* **WORK INSTRUCTIONS**
Every line of the records that holds the word "constructors" should be copied out.

[Source records]
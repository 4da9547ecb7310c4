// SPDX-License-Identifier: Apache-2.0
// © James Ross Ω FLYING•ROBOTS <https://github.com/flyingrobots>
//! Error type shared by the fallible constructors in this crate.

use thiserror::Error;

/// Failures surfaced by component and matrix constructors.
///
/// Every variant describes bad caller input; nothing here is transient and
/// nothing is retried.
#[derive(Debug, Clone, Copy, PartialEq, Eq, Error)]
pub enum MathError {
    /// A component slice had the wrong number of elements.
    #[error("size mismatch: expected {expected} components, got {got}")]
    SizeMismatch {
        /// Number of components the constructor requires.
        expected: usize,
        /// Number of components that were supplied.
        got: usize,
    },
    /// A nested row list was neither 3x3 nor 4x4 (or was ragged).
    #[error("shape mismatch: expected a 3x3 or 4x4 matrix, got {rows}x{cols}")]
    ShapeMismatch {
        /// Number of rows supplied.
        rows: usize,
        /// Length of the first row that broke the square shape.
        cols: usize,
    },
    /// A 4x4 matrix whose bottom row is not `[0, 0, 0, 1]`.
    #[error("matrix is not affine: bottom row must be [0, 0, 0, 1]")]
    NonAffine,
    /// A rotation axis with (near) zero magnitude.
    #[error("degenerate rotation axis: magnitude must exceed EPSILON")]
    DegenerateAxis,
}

* **REPLY**
//! Error type shared by the fallible constructors in this crate.
/// Failures surfaced by component and matrix constructors.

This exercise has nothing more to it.